Collected data entries
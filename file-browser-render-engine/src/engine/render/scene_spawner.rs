use std::path::PathBuf;

use bevy::asset::RenderAssetUsages;
use bevy::ecs::system::SystemParam;
use bevy::prelude::*;
use bevy::render::render_resource::{Extent3d, TextureDimension, TextureFormat};

use constants::coordinate_system::layout_to_world;
use constants::render_settings::*;

use super::labels::WorldLabel;
use crate::engine::navigation::SceneStage;
use crate::engine::scene::entity::DecodedImage;
use crate::engine::scene::{EntityContent, EntityKind, Scene, SceneEntity, SceneHandles};

#[derive(Component)]
pub struct DirectorySceneRoot;

#[derive(Component)]
pub struct DirectorySceneOverlay;

/// Marks a card the selection tool can target.
#[derive(Component, Debug, Clone)]
pub struct Selectable {
    pub kind: EntityKind,
    pub source: PathBuf,
}

/// Size of the box used for ray picks, centred on the card.
#[derive(Component, Debug, Clone, Copy)]
pub struct SelectionBounds(pub Vec3);

/// World-unit size of the card an entity is drawn on.
pub fn card_size(content: &EntityContent) -> Vec2 {
    match content {
        EntityContent::Error => ERROR_CARD_SIZE,
        EntityContent::Directory { .. } => DIRECTORY_CARD_SIZE,
        EntityContent::Text(_) => TEXT_CARD_SIZE,
        EntityContent::Image(image) => image_card_size(image.width, image.height),
    }
}

fn image_card_size(width: u32, height: u32) -> Vec2 {
    let aspect = width.max(1) as f32 / height.max(1) as f32;
    if aspect >= 1.0 {
        Vec2::new(IMAGE_CARD_EXTENT, IMAGE_CARD_EXTENT / aspect)
    } else {
        Vec2::new(IMAGE_CARD_EXTENT * aspect, IMAGE_CARD_EXTENT)
    }
}

/// Bevy implementation of the scene stage.
#[derive(SystemParam)]
pub struct SceneSpawner<'w, 's> {
    commands: Commands<'w, 's>,
    meshes: ResMut<'w, Assets<Mesh>>,
    materials: ResMut<'w, Assets<StandardMaterial>>,
    images: ResMut<'w, Assets<Image>>,
}

impl SceneStage for SceneSpawner<'_, '_> {
    fn attach(&mut self, scene: &mut Scene) {
        match scene.handles {
            Some(handles) => self.set_visibility(handles, Visibility::Inherited),
            None => scene.handles = Some(self.spawn_scene(scene)),
        }
    }

    fn detach(&mut self, scene: &Scene) {
        if let Some(handles) = scene.handles {
            self.set_visibility(handles, Visibility::Hidden);
        }
    }

    fn release(&mut self, scene: Scene) {
        if let Some(handles) = scene.handles {
            self.commands.entity(handles.world_root).despawn();
            self.commands.entity(handles.overlay_root).despawn();
        }
    }
}

impl SceneSpawner<'_, '_> {
    fn set_visibility(&mut self, handles: SceneHandles, visibility: Visibility) {
        self.commands.entity(handles.world_root).insert(visibility);
        self.commands.entity(handles.overlay_root).insert(visibility);
    }

    /// Spawn every entity of `scene`. Image pixels move into the image
    /// assets here, so they are only held once.
    fn spawn_scene(&mut self, scene: &mut Scene) -> SceneHandles {
        let world_root = self
            .commands
            .spawn((
                DirectorySceneRoot,
                Name::new(format!("scene {}", scene.path.display())),
                Transform::default(),
                Visibility::default(),
            ))
            .id();
        let overlay_root = self
            .commands
            .spawn((
                DirectorySceneOverlay,
                Node {
                    width: Val::Percent(100.0),
                    height: Val::Percent(100.0),
                    position_type: PositionType::Absolute,
                    ..default()
                },
                Visibility::default(),
            ))
            .id();
        let handles = SceneHandles {
            world_root,
            overlay_root,
        };

        for entity in &mut scene.entities {
            self.spawn_entity(entity, handles);
        }
        handles
    }

    fn spawn_entity(&mut self, entity: &mut SceneEntity, handles: SceneHandles) {
        let centre = layout_to_world(entity.position);
        let size = card_size(&entity.content);
        let kind = entity.kind();

        match &mut entity.content {
            EntityContent::Error => {
                self.spawn_card(centre, size, ERROR_CARD_COLOUR, None, handles);
                self.spawn_label(
                    WorldLabel::centred(centre, LABEL_BASE_FONT_SIZE),
                    "error",
                    Some(ERROR_CARD_COLOUR),
                    handles,
                );
            }
            EntityContent::Directory { name } => {
                self.spawn_card(centre, size, DIRECTORY_CARD_COLOUR, None, handles);
                self.spawn_label(
                    WorldLabel::centred(centre, LABEL_BASE_FONT_SIZE),
                    name,
                    None,
                    handles,
                );
            }
            EntityContent::Image(decoded) => {
                let texture = self.images.add(to_texture(decoded));
                self.spawn_card(centre, size, Color::WHITE, Some(texture), handles);
            }
            EntityContent::Text(preview) => {
                let frame = size + Vec2::splat(TEXT_FRAME_MARGIN * 2.0);
                self.spawn_backdrop(centre - Vec3::Z * 0.01, frame, TEXT_FRAME_COLOUR, handles);
                self.spawn_card(centre, size, TEXT_CARD_COLOUR, None, handles);

                let corner = centre + Vec3::new(-size.x, size.y, 0.0) * 0.5;
                self.spawn_label(
                    WorldLabel::wrapped(corner, TEXT_PREVIEW_FONT_SIZE, size),
                    preview,
                    None,
                    handles,
                );
            }
        }

        self.commands.spawn((
            Selectable {
                kind,
                source: entity.source.clone(),
            },
            SelectionBounds(size.extend(PICK_DEPTH)),
            Transform::from_translation(centre),
            Visibility::default(),
            ChildOf(handles.world_root),
        ));
    }

    fn spawn_card(
        &mut self,
        centre: Vec3,
        size: Vec2,
        colour: Color,
        texture: Option<Handle<Image>>,
        handles: SceneHandles,
    ) {
        let material = self.materials.add(StandardMaterial {
            base_color: colour,
            base_color_texture: texture,
            unlit: true,
            double_sided: true,
            cull_mode: None,
            ..default()
        });
        self.commands.spawn((
            Mesh3d(self.meshes.add(Rectangle::new(size.x, size.y))),
            MeshMaterial3d(material),
            Transform::from_translation(centre),
            ChildOf(handles.world_root),
        ));
    }

    fn spawn_backdrop(&mut self, centre: Vec3, size: Vec2, colour: Color, handles: SceneHandles) {
        self.spawn_card(centre, size, colour, None, handles);
    }

    fn spawn_label(
        &mut self,
        label: WorldLabel,
        text: &str,
        background: Option<Color>,
        handles: SceneHandles,
    ) {
        let mut node = self.commands.spawn((
            Text::new(text),
            TextFont {
                font_size: label.base_font_size,
                ..default()
            },
            TextColor(LABEL_TEXT_COLOUR),
            Node {
                position_type: PositionType::Absolute,
                display: Display::None,
                ..default()
            },
            label,
            ChildOf(handles.overlay_root),
        ));
        if let Some(colour) = background {
            node.insert(BackgroundColor(colour));
        }
    }
}

fn to_texture(decoded: &mut DecodedImage) -> Image {
    Image::new(
        Extent3d {
            width: decoded.width,
            height: decoded.height,
            depth_or_array_layers: 1,
        },
        TextureDimension::D2,
        std::mem::take(&mut decoded.rgba),
        TextureFormat::Rgba8UnormSrgb,
        RenderAssetUsages::default(),
    )
}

# Task details
The records above need to be written out once more, exactly.

# Result for this exercise
filename file-browser-render-engine/src/engine/render/scene_spawner.rs
use std::path::PathBuf;

use bevy::asset::RenderAssetUsages;
use bevy::ecs::system::SystemParam;
use bevy::prelude::*;
use bevy::render::render_resource::{Extent3d, TextureDimension, TextureFormat};

use constants::coordinate_system::layout_to_world;
use constants::render_settings::*;

use super::labels::WorldLabel;
use crate::engine::navigation::SceneStage;
use crate::engine::scene::entity::DecodedImage;
use crate::engine::scene::{EntityContent, EntityKind, Scene, SceneEntity, SceneHandles};

#[derive(Component)]
pub struct DirectorySceneRoot;

#[derive(Component)]
pub struct DirectorySceneOverlay;

/// Marks a card the selection tool can target.
#[derive(Component, Debug, Clone)]
pub struct Selectable {
    pub kind: EntityKind,
    pub source: PathBuf,
}

/// Size of the box used for ray picks, centred on the card.
#[derive(Component, Debug, Clone, Copy)]
pub struct SelectionBounds(pub Vec3);

/// World-unit size of the card an entity is drawn on.
pub fn card_size(content: &EntityContent) -> Vec2 {
    match content {
        EntityContent::Error => ERROR_CARD_SIZE,
        EntityContent::Directory { .. } => DIRECTORY_CARD_SIZE,
        EntityContent::Text(_) => TEXT_CARD_SIZE,
        EntityContent::Image(image) => image_card_size(image.width, image.height),
    }
}

fn image_card_size(width: u32, height: u32) -> Vec2 {
    let aspect = width.max(1) as f32 / height.max(1) as f32;
    if aspect >= 1.0 {
        Vec2::new(IMAGE_CARD_EXTENT, IMAGE_CARD_EXTENT / aspect)
    } else {
        Vec2::new(IMAGE_CARD_EXTENT * aspect, IMAGE_CARD_EXTENT)
    }
}

/// Bevy implementation of the scene stage.
#[derive(SystemParam)]
pub struct SceneSpawner<'w, 's> {
    commands: Commands<'w, 's>,
    meshes: ResMut<'w, Assets<Mesh>>,
    materials: ResMut<'w, Assets<StandardMaterial>>,
    images: ResMut<'w, Assets<Image>>,
}

impl SceneStage for SceneSpawner<'_, '_> {
    fn attach(&mut self, scene: &mut Scene) {
        match scene.handles {
            Some(handles) => self.set_visibility(handles, Visibility::Inherited),
            None => scene.handles = Some(self.spawn_scene(scene)),
        }
    }

    fn detach(&mut self, scene: &Scene) {
        if let Some(handles) = scene.handles {
            self.set_visibility(handles, Visibility::Hidden);
        }
    }

    fn release(&mut self, scene: Scene) {
        if let Some(handles) = scene.handles {
            self.commands.entity(handles.world_root).despawn();
            self.commands.entity(handles.overlay_root).despawn();
        }
    }
}

impl SceneSpawner<'_, '_> {
    fn set_visibility(&mut self, handles: SceneHandles, visibility: Visibility) {
        self.commands.entity(handles.world_root).insert(visibility);
        self.commands.entity(handles.overlay_root).insert(visibility);
    }

    /// Spawn every entity of `scene`. Image pixels move into the image
    /// assets here, so they are only held once.
    fn spawn_scene(&mut self, scene: &mut Scene) -> SceneHandles {
        let world_root = self
            .commands
            .spawn((
                DirectorySceneRoot,
                Name::new(format!("scene {}", scene.path.display())),
                Transform::default(),
                Visibility::default(),
            ))
            .id();
        let overlay_root = self
            .commands
            .spawn((
                DirectorySceneOverlay,
                Node {
                    width: Val::Percent(100.0),
                    height: Val::Percent(100.0),
                    position_type: PositionType::Absolute,
                    ..default()
                },
                Visibility::default(),
            ))
            .id();
        let handles = SceneHandles {
            world_root,
            overlay_root,
        };

        for entity in &mut scene.entities {
            self.spawn_entity(entity, handles);
        }
        handles
    }

    fn spawn_entity(&mut self, entity: &mut SceneEntity, handles: SceneHandles) {
        let centre = layout_to_world(entity.position);
        let size = card_size(&entity.content);
        let kind = entity.kind();

        match &mut entity.content {
            EntityContent::Error => {
                self.spawn_card(centre, size, ERROR_CARD_COLOUR, None, handles);
                self.spawn_label(
                    WorldLabel::centred(centre, LABEL_BASE_FONT_SIZE),
                    "error",
                    Some(ERROR_CARD_COLOUR),
                    handles,
                );
            }
            EntityContent::Directory { name } => {
                self.spawn_card(centre, size, DIRECTORY_CARD_COLOUR, None, handles);
                self.spawn_label(
                    WorldLabel::centred(centre, LABEL_BASE_FONT_SIZE),
                    name,
                    None,
                    handles,
                );
            }
            EntityContent::Image(decoded) => {
                let texture = self.images.add(to_texture(decoded));
                self.spawn_card(centre, size, Color::WHITE, Some(texture), handles);
            }
            EntityContent::Text(preview) => {
                let frame = size + Vec2::splat(TEXT_FRAME_MARGIN * 2.0);
                self.spawn_backdrop(centre - Vec3::Z * 0.01, frame, TEXT_FRAME_COLOUR, handles);
                self.spawn_card(centre, size, TEXT_CARD_COLOUR, None, handles);

                let corner = centre + Vec3::new(-size.x, size.y, 0.0) * 0.5;
                self.spawn_label(
                    WorldLabel::wrapped(corner, TEXT_PREVIEW_FONT_SIZE, size),
                    preview,
                    None,
                    handles,
                );
            }
        }

        self.commands.spawn((
            Selectable {
                kind,
                source: entity.source.clone(),
            },
            SelectionBounds(size.extend(PICK_DEPTH)),
            Transform::from_translation(centre),
            Visibility::default(),
            ChildOf(handles.world_root),
        ));
    }

    fn spawn_card(
        &mut self,
        centre: Vec3,
        size: Vec2,
        colour: Color,
        texture: Option<Handle<Image>>,
        handles: SceneHandles,
    ) {
        let material = self.materials.add(StandardMaterial {
            base_color: colour,
            base_color_texture: texture,
            unlit: true,
            double_sided: true,
            cull_mode: None,
            ..default()
        });
        self.commands.spawn((
            Mesh3d(self.meshes.add(Rectangle::new(size.x, size.y))),
            MeshMaterial3d(material),
            Transform::from_translation(centre),
            ChildOf(handles.world_root),
        ));
    }

    fn spawn_backdrop(&mut self, centre: Vec3, size: Vec2, colour: Color, handles: SceneHandles) {
        self.spawn_card(centre, size, colour, None, handles);
    }

    fn spawn_label(
        &mut self,
        label: WorldLabel,
        text: &str,
        background: Option<Color>,
        handles: SceneHandles,
    ) {
        let mut node = self.commands.spawn((
            Text::new(text),
            TextFont {
                font_size: label.base_font_size,
                ..default()
            },
            TextColor(LABEL_TEXT_COLOUR),
            Node {
                position_type: PositionType::Absolute,
                display: Display::None,
                ..default()
            },
            label,
            ChildOf(handles.overlay_root),
        ));
        if let Some(colour) = background {
            node.insert(BackgroundColor(colour));
        }
    }
}

fn to_texture(decoded: &mut DecodedImage) -> Image {
    Image::new(
        Extent3d {
            width: decoded.width,
            height: decoded.height,
            depth_or_array_layers: 1,
        },
        TextureDimension::D2,
        std::mem::take(&mut decoded.rgba),
        TextureFormat::Rgba8UnormSrgb,
        RenderAssetUsages::default(),
    )
}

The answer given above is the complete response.